═══ DATA TO PROCESS ═══

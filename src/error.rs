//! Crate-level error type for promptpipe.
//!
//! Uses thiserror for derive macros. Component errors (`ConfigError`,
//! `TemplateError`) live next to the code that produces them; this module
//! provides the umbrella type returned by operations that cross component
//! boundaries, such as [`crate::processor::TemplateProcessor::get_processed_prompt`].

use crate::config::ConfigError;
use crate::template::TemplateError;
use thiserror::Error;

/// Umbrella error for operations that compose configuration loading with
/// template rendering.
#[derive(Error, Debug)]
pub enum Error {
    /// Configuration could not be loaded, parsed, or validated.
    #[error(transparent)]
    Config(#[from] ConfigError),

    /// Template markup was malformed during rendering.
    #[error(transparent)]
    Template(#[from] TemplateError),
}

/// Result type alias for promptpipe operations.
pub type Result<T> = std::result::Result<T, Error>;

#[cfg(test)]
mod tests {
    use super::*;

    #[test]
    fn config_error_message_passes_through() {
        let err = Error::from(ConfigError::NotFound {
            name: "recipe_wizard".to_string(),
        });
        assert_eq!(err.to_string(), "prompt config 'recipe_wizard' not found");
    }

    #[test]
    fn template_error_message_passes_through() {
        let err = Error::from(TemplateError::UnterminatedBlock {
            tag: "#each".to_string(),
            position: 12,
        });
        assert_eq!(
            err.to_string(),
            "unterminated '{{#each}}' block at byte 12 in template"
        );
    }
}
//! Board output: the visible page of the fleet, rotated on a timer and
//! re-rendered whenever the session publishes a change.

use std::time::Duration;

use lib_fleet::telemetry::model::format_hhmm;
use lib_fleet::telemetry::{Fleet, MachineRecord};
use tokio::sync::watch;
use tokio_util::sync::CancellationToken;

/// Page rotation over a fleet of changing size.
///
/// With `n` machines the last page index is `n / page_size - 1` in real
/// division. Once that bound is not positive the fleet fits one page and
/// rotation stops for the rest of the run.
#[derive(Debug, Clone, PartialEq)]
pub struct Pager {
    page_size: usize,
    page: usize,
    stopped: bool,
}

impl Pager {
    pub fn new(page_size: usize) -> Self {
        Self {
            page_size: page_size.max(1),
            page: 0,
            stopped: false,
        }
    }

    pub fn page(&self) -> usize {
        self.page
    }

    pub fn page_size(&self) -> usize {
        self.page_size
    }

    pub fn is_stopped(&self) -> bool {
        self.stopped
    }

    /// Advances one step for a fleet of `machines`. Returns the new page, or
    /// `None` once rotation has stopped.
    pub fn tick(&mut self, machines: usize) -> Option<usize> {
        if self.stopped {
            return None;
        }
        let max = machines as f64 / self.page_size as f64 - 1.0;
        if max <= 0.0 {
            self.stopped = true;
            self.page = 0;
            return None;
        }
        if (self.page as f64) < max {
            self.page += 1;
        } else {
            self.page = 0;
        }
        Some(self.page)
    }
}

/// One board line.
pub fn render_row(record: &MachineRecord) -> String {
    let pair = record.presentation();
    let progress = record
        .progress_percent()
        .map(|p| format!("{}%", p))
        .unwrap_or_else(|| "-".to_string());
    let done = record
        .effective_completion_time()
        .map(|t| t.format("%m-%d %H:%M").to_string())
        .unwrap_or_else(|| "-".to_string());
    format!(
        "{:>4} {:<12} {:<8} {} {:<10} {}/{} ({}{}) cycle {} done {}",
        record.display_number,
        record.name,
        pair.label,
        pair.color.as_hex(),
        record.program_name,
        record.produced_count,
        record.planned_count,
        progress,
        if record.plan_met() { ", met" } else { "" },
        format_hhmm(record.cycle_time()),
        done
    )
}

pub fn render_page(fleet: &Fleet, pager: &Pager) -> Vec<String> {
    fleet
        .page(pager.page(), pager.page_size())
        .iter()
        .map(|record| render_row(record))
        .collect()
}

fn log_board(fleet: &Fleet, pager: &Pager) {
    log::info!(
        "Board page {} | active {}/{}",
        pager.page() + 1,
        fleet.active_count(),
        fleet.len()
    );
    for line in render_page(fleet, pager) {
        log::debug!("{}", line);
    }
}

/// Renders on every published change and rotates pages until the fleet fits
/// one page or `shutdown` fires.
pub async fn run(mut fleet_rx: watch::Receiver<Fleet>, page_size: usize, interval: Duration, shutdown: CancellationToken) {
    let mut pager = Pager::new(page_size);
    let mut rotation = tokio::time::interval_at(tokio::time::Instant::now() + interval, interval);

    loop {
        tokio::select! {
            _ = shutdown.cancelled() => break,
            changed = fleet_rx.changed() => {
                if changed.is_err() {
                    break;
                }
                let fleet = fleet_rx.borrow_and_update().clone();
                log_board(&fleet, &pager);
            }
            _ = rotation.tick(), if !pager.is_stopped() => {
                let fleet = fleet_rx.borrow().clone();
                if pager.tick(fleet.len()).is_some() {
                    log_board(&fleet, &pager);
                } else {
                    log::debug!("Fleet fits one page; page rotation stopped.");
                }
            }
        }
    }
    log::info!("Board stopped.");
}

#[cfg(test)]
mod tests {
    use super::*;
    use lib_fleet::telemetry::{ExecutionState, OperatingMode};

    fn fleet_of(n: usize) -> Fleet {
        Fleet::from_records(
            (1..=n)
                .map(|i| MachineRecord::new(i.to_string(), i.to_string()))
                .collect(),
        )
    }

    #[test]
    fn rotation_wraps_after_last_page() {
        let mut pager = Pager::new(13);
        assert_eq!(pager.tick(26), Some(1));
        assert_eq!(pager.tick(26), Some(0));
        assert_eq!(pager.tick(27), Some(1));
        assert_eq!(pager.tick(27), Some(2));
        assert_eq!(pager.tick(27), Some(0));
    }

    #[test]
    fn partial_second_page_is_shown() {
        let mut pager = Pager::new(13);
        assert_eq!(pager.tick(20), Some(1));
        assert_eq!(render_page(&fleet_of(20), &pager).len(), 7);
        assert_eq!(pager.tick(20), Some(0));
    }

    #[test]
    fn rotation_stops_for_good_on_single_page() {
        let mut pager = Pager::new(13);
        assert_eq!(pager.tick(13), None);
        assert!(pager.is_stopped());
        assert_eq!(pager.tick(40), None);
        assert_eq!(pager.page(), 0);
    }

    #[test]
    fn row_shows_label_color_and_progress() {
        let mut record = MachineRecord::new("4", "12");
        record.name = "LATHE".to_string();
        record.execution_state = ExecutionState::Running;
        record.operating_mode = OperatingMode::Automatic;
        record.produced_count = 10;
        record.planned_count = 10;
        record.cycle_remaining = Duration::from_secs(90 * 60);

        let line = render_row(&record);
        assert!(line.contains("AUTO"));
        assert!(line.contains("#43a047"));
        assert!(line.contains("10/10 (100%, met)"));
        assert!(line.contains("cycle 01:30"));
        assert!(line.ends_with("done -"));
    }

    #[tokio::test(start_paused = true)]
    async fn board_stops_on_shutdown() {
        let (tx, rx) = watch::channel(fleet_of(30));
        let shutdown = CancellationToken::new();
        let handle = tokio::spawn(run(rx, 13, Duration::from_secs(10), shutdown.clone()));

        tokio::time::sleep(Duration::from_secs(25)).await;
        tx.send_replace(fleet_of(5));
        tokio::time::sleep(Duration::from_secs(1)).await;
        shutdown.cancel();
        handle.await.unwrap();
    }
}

═══

--- INSTRUCTIONS TO FOLLOW ---
Print again the lines of the entries above that fall between the line holding "assert_eq!(render_page(&fleet_of(20), &pager).len(), 7);" and the line holding "let mut record", inclusive, exactly as they stand.

--- RESULT FOR THIS EXERCISE ---
        assert_eq!(render_page(&fleet_of(20), &pager).len(), 7);
        assert_eq!(pager.tick(20), Some(0));
    }

    #[test]
    fn rotation_stops_for_good_on_single_page() {
        let mut pager = Pager::new(13);
        assert_eq!(pager.tick(13), None);
        assert!(pager.is_stopped());
        assert_eq!(pager.tick(40), None);
        assert_eq!(pager.page(), 0);
    }

    #[test]
    fn row_shows_label_color_and_progress() {
        let mut record = MachineRecord::new("4", "12");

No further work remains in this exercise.